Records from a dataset
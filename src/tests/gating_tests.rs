// Oracle, countdown and gate behavior. These run against the real storage
// layer with uniquely-named rows, plus the pure selection and deadline
// functions directly.
use crate::models::{
    GroupingState, GroupingStatus, ServiceError, Team, TeamMember,
};
use crate::services::countdown::{self, CountdownClock, Tick};
use crate::services::grouping_service;
use crate::tests::helpers;
use crate::utils::team_storage;
use chrono::{Duration, TimeZone, Utc};
use uuid::Uuid;

fn status_row(
    grouping: &str,
    state: GroupingState,
    updated_at: chrono::DateTime<Utc>,
    target_time: Option<i64>,
    penalty: bool,
) -> GroupingStatus {
    GroupingStatus {
        grouping: grouping.to_string(),
        status: state,
        updated_at,
        target_time,
        penalty,
    }
}

#[test]
fn oracle_ignores_non_active_rows() {
    let t = Utc.with_ymd_and_hms(2025, 3, 1, 9, 0, 0).unwrap();

    let rows = vec![
        status_row("StageA", GroupingState::Inactive, t, Some(7200), false),
        status_row("StageB", GroupingState::Ended, t, Some(7200), false),
    ];

    assert!(grouping_service::select_active_status(rows).is_none());
}

#[test]
fn oracle_returns_single_active_row_unchanged() {
    let t = Utc.with_ymd_and_hms(2025, 3, 1, 9, 0, 0).unwrap();

    let rows = vec![
        status_row("StageA", GroupingState::Inactive, t - Duration::hours(1), None, false),
        status_row("StageB", GroupingState::Active, t, Some(5400), true),
    ];

    let status = grouping_service::select_active_status(rows).unwrap();
    assert_eq!(status.grouping, "StageB");
    assert_eq!(status.updated_at, t);
    assert_eq!(status.target_time, Some(5400));
    assert!(status.penalty);
}

#[test]
fn oracle_anchors_on_earliest_update_regardless_of_order() {
    let t1 = Utc.with_ymd_and_hms(2025, 3, 1, 9, 0, 0).unwrap();
    let t2 = t1 + Duration::minutes(20);

    let rows = vec![
        status_row("StageB", GroupingState::Active, t2, Some(3600), false),
        status_row("StageA", GroupingState::Active, t1, Some(7200), false),
    ];
    let reversed: Vec<GroupingStatus> = rows.iter().cloned().rev().collect();

    let status = grouping_service::select_active_status(rows).unwrap();
    assert_eq!(status.grouping, "StageA");
    assert_eq!(status.updated_at, t1);
    assert_eq!(status.target_time, Some(7200));

    let status = grouping_service::select_active_status(reversed).unwrap();
    assert_eq!(status.grouping, "StageA");
}

#[test]
fn oracle_breaks_anchor_ties_by_grouping_name() {
    let t = Utc.with_ymd_and_hms(2025, 3, 1, 9, 0, 0).unwrap();

    let rows = vec![
        status_row("StageZ", GroupingState::Active, t, None, false),
        status_row("StageA", GroupingState::Active, t, None, false),
    ];

    let status = grouping_service::select_active_status(rows).unwrap();
    assert_eq!(status.grouping, "StageA");
}

#[test]
fn oracle_returns_none_for_zero_memberships() {
    assert!(grouping_service::get_active_status(&[]).unwrap().is_none());
}

#[test]
fn oracle_returns_none_when_no_membership_is_active() {
    let fixture = helpers::seed_team("Senior-Scratch");
    helpers::set_status(
        &fixture.grouping,
        GroupingState::Inactive,
        Utc::now(),
        Some(7200),
        false,
    );

    let groupings = grouping_service::get_team_groupings(&fixture.team_name).unwrap();
    assert_eq!(groupings, vec![fixture.grouping.clone()]);
    assert!(grouping_service::get_active_status(&groupings).unwrap().is_none());

    helpers::cleanup_team(&fixture);
}

// Team "Alpha" scenario: two groupings, both active, the one updated
// earlier carries the anchor.
#[test]
fn oracle_prefers_earliest_of_the_teams_active_groupings() {
    let fixture = helpers::seed_team("Senior-Scratch");
    let second_grouping = format!("{}-second", fixture.grouping);
    let second_row_id = Uuid::new_v4().to_string();
    crate::utils::grouping_storage::save_team_grouping(&crate::models::TeamGrouping {
        id: second_row_id.clone(),
        team_name: fixture.team_name.clone(),
        grouping: second_grouping.clone(),
    })
    .unwrap();

    let t1 = Utc.with_ymd_and_hms(2025, 3, 1, 9, 0, 0).unwrap();
    let t2 = t1 + Duration::minutes(5);
    helpers::set_status(&fixture.grouping, GroupingState::Active, t1, Some(7200), false);
    helpers::set_status(&second_grouping, GroupingState::Active, t2, Some(7200), false);

    let groupings = grouping_service::get_team_groupings(&fixture.team_name).unwrap();
    assert_eq!(groupings.len(), 2);

    let status = grouping_service::get_active_status(&groupings).unwrap().unwrap();
    assert_eq!(status.grouping, fixture.grouping);
    assert_eq!(status.updated_at, t1);
    assert_eq!(status.target_time, Some(7200));

    helpers::remove_status(&second_grouping);
    helpers::remove_row("team_groupings", &second_row_id);
    helpers::cleanup_team(&fixture);
}

#[test]
fn countdown_remaining_decreases_to_the_second() {
    let anchor = Utc.with_ymd_and_hms(2025, 3, 1, 9, 0, 0).unwrap();
    let duration = 7200;
    let deadline = countdown::compute_deadline(anchor, Some(duration));

    // The deadline sits the regional offset plus the window length past
    // the anchor
    assert_eq!(
        deadline,
        anchor + Duration::hours(countdown::REGIONAL_UTC_OFFSET_HOURS) + Duration::seconds(duration)
    );

    let window_start = anchor + countdown::regional_offset();
    let mut previous = duration + 1;
    for elapsed in [0, 1, 59, 60, 3599, 7199] {
        let left = countdown::time_left(deadline, window_start + Duration::seconds(elapsed))
            .unwrap_or_else(|| panic!("expected time left at {}s", elapsed));
        let total = left.hours * 3600 + left.minutes * 60 + left.seconds;
        assert_eq!(total, duration - elapsed);
        assert!(total < previous);
        previous = total;
    }

    // At and past the deadline there is nothing left
    assert!(countdown::time_left(deadline, deadline).is_none());
    assert!(countdown::time_left(deadline, deadline + Duration::seconds(1)).is_none());
}

#[test]
fn countdown_with_no_target_time_is_already_over() {
    let anchor = Utc.with_ymd_and_hms(2025, 3, 1, 9, 0, 0).unwrap();
    let deadline = countdown::compute_deadline(anchor, None);

    assert_eq!(deadline, anchor + countdown::regional_offset());
    assert!(countdown::time_left(deadline, anchor + countdown::regional_offset()).is_none());
}

#[test]
fn countdown_clock_signals_expiry_exactly_once() {
    let anchor = Utc.with_ymd_and_hms(2025, 3, 1, 9, 0, 0).unwrap();
    let deadline = countdown::compute_deadline(anchor, Some(2));
    let mut clock = CountdownClock::new(deadline);

    assert_eq!(countdown::TICK_INTERVAL.as_secs(), 1);
    assert_eq!(clock.deadline(), deadline);

    match clock.tick(deadline - Duration::seconds(1)) {
        Tick::Running(left) => assert_eq!((left.hours, left.minutes, left.seconds), (0, 0, 1)),
        other => panic!("expected a running tick, got {:?}", other),
    }

    assert_eq!(clock.tick(deadline), Tick::Expired);
    assert_eq!(clock.tick(deadline + Duration::seconds(1)), Tick::Frozen);
    assert_eq!(clock.tick(deadline + Duration::seconds(2)), Tick::Frozen);
}

#[test]
fn gate_blocks_and_skips_the_write_when_nothing_is_active() {
    let fixture = helpers::seed_team("Senior-Scratch");
    helpers::set_status(
        &fixture.grouping,
        GroupingState::Inactive,
        Utc::now(),
        Some(7200),
        false,
    );

    let mut called = false;
    let result = grouping_service::guarded_write::<(), _>(&fixture.team_name, |_| {
        called = true;
        Ok(())
    });

    assert!(matches!(result, Err(ServiceError::SubmissionClosed)));
    assert!(!called);

    helpers::cleanup_team(&fixture);
}

#[test]
fn gate_passes_the_fresh_snapshot_to_the_write() {
    let fixture = helpers::seed_team("Senior-Scratch");
    helpers::set_status(
        &fixture.grouping,
        GroupingState::Active,
        Utc::now(),
        Some(7200),
        true,
    );

    let grouping = grouping_service::guarded_write(&fixture.team_name, |status| {
        assert!(status.penalty);
        Ok(status.grouping.clone())
    })
    .unwrap();
    assert_eq!(grouping, fixture.grouping);

    helpers::cleanup_team(&fixture);
}

// Identity resolution: the teacher contact wins over a member contact on
// another team, regardless of scan order.
#[test]
fn identity_prefers_teacher_match_over_member_match() {
    let suffix = Uuid::new_v4().to_string();
    let shared_email = format!("both-{}@example.com", suffix);

    let member_team = Team {
        id: format!("team-m-{}", suffix),
        team_name: format!("Member Team {}", suffix),
        category: "Senior-Scratch".to_string(),
        teacher_email: format!("other-{}@example.com", suffix),
        teacher_name: "Someone Else".to_string(),
        team_members: vec![TeamMember {
            name: "Shared Person".to_string(),
            parent_email: shared_email.clone(),
        }],
        created_at: Utc::now(),
    };
    let teacher_team = Team {
        id: format!("team-t-{}", suffix),
        team_name: format!("Teacher Team {}", suffix),
        category: "Senior-Scratch".to_string(),
        teacher_email: shared_email.clone(),
        teacher_name: "Shared Person".to_string(),
        team_members: Vec::new(),
        created_at: Utc::now(),
    };
    team_storage::save_team(&member_team).unwrap();
    team_storage::save_team(&teacher_team).unwrap();

    let details = team_storage::find_team_for_email(&shared_email)
        .unwrap()
        .unwrap();
    assert_eq!(details.team_id, teacher_team.id);
    assert_eq!(details.author_name, "Shared Person");

    helpers::remove_row("teams", &member_team.id);
    helpers::remove_row("teams", &teacher_team.id);
}

#[test]
fn identity_resolves_member_contact_to_member_name() {
    let fixture = helpers::seed_team("Senior-Scratch");

    let details = team_storage::find_team_for_email(&fixture.member_email)
        .unwrap()
        .unwrap();
    assert_eq!(details.team_id, fixture.team_id);
    assert_eq!(details.author_name, "Test Member");

    let details = team_storage::find_team_for_email(&fixture.teacher_email)
        .unwrap()
        .unwrap();
    assert_eq!(details.author_name, "Test Teacher");

    helpers::cleanup_team(&fixture);
}

#[test]
fn unknown_email_resolves_to_no_team() {
    let email = format!("nobody-{}@example.com", Uuid::new_v4());
    assert!(team_storage::find_team_for_email(&email).unwrap().is_none());
}
use chrono::{DateTime, Utc};
use serde::{Deserialize, Serialize};

// File attached to a submission request. Content travels base64-encoded
// inside the JSON body and is decoded before validation.
#[derive(Serialize, Deserialize, Debug, Clone)]
pub struct AttachmentUpload {
    pub file_name: String,
    pub content: String,
}

#[derive(Serialize, Deserialize, Debug, Clone, Copy, PartialEq, Eq)]
#[serde(rename_all = "lowercase")]
pub enum EnhancementType {
    Basic,
    Advanced,
}

// Request payloads, one per submission variant
#[derive(Serialize, Deserialize, Debug)]
pub struct BugFixRequest {
    pub description: String,
    pub screenshots: Vec<AttachmentUpload>,
}

#[derive(Serialize, Deserialize, Debug)]
pub struct EnhancementRequest {
    pub enhancement_type: EnhancementType,
    pub description: String,
    pub justification: String,
    pub screenshots: Vec<AttachmentUpload>,
}

#[derive(Serialize, Deserialize, Debug)]
pub struct BrainstormMapRequest {
    pub file: AttachmentUpload,
}

#[derive(Serialize, Deserialize, Debug)]
pub struct PresentationRequest {
    pub video_link: String,
}

// Exactly one of `project_link` / `archive` must be present.
#[derive(Serialize, Deserialize, Debug)]
pub struct ProjectRequest {
    pub project_link: Option<String>,
    pub archive: Option<AttachmentUpload>,
}

// A stored submission row. Created once, never updated; deletable by the
// owning team. `stage` is the active grouping name at submission time and
// `penalty` is the penalty-window flag from the same gate snapshot.
#[derive(Serialize, Deserialize, Debug, Clone)]
pub struct Submission {
    pub id: String,
    pub team_id: String,
    pub author_name: String,
    #[serde(with = "chrono::serde::ts_seconds")]
    pub created_at: DateTime<Utc>,
    pub stage: Option<String>,
    pub penalty: bool,
    #[serde(flatten)]
    pub details: SubmissionDetails,
}

// Variant payloads, one case per submission type. Attachment fields hold
// resolved public URLs, stamped at insert time.
#[derive(Serialize, Deserialize, Debug, Clone)]
#[serde(tag = "kind", rename_all = "snake_case")]
pub enum SubmissionDetails {
    BugFix {
        bug_number: u32,
        description: String,
        screenshots: Vec<String>,
    },
    Enhancement {
        enhancement_type: EnhancementType,
        description: String,
        justification: String,
        screenshots: Vec<String>,
    },
    BrainstormMap {
        file_url: String,
    },
    Presentation {
        video_link: String,
    },
    Project {
        project_link: Option<String>,
        archive_url: Option<String>,
    },
}

#[derive(Debug, Clone, Copy, PartialEq, Eq)]
pub enum SubmissionKind {
    BugFix,
    Enhancement,
    BrainstormMap,
    Presentation,
    Project,
}

impl SubmissionKind {
    pub const ALL: [SubmissionKind; 5] = [
        SubmissionKind::BugFix,
        SubmissionKind::Enhancement,
        SubmissionKind::BrainstormMap,
        SubmissionKind::Presentation,
        SubmissionKind::Project,
    ];

    // Storage collection each variant lives in
    pub fn collection(&self) -> &'static str {
        match self {
            SubmissionKind::BugFix => "bug_submissions",
            SubmissionKind::Enhancement => "enhancements",
            SubmissionKind::BrainstormMap => "brainstorm_maps",
            SubmissionKind::Presentation => "presentations",
            SubmissionKind::Project => "projects",
        }
    }

    pub fn from_collection(name: &str) -> Option<SubmissionKind> {
        SubmissionKind::ALL
            .iter()
            .copied()
            .find(|kind| kind.collection() == name)
    }
}

// One line of the history table: a submission from any collection,
// flattened for display.
#[derive(Serialize, Debug)]
pub struct SubmissionSummary {
    pub id: String,
    pub collection: String,
    pub label: String,
    pub submitted_by: String,
    // Rendered in the fixed regional (+8h) wall clock
    pub submission_date: String,
    pub stage: Option<String>,
    pub penalty: bool,
    pub details: SubmissionDetails,
}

__Task details__
An exact copy of the lines above, from the one containing "pub enum EnhancementType" down to the one containing "pub enum SubmissionDetails" and including both, is the whole answer; retype it and nothing else.

__Response box__
pub enum EnhancementType {
    Basic,
    Advanced,
}

// Request payloads, one per submission variant
#[derive(Serialize, Deserialize, Debug)]
pub struct BugFixRequest {
    pub description: String,
    pub screenshots: Vec<AttachmentUpload>,
}

#[derive(Serialize, Deserialize, Debug)]
pub struct EnhancementRequest {
    pub enhancement_type: EnhancementType,
    pub description: String,
    pub justification: String,
    pub screenshots: Vec<AttachmentUpload>,
}

#[derive(Serialize, Deserialize, Debug)]
pub struct BrainstormMapRequest {
    pub file: AttachmentUpload,
}

#[derive(Serialize, Deserialize, Debug)]
pub struct PresentationRequest {
    pub video_link: String,
}

// Exactly one of `project_link` / `archive` must be present.
#[derive(Serialize, Deserialize, Debug)]
pub struct ProjectRequest {
    pub project_link: Option<String>,
    pub archive: Option<AttachmentUpload>,
}

// A stored submission row. Created once, never updated; deletable by the
// owning team. `stage` is the active grouping name at submission time and
// `penalty` is the penalty-window flag from the same gate snapshot.
#[derive(Serialize, Deserialize, Debug, Clone)]
pub struct Submission {
    pub id: String,
    pub team_id: String,
    pub author_name: String,
    #[serde(with = "chrono::serde::ts_seconds")]
    pub created_at: DateTime<Utc>,
    pub stage: Option<String>,
    pub penalty: bool,
    #[serde(flatten)]
    pub details: SubmissionDetails,
}

// Variant payloads, one case per submission type. Attachment fields hold
// resolved public URLs, stamped at insert time.
#[derive(Serialize, Deserialize, Debug, Clone)]
#[serde(tag = "kind", rename_all = "snake_case")]
pub enum SubmissionDetails {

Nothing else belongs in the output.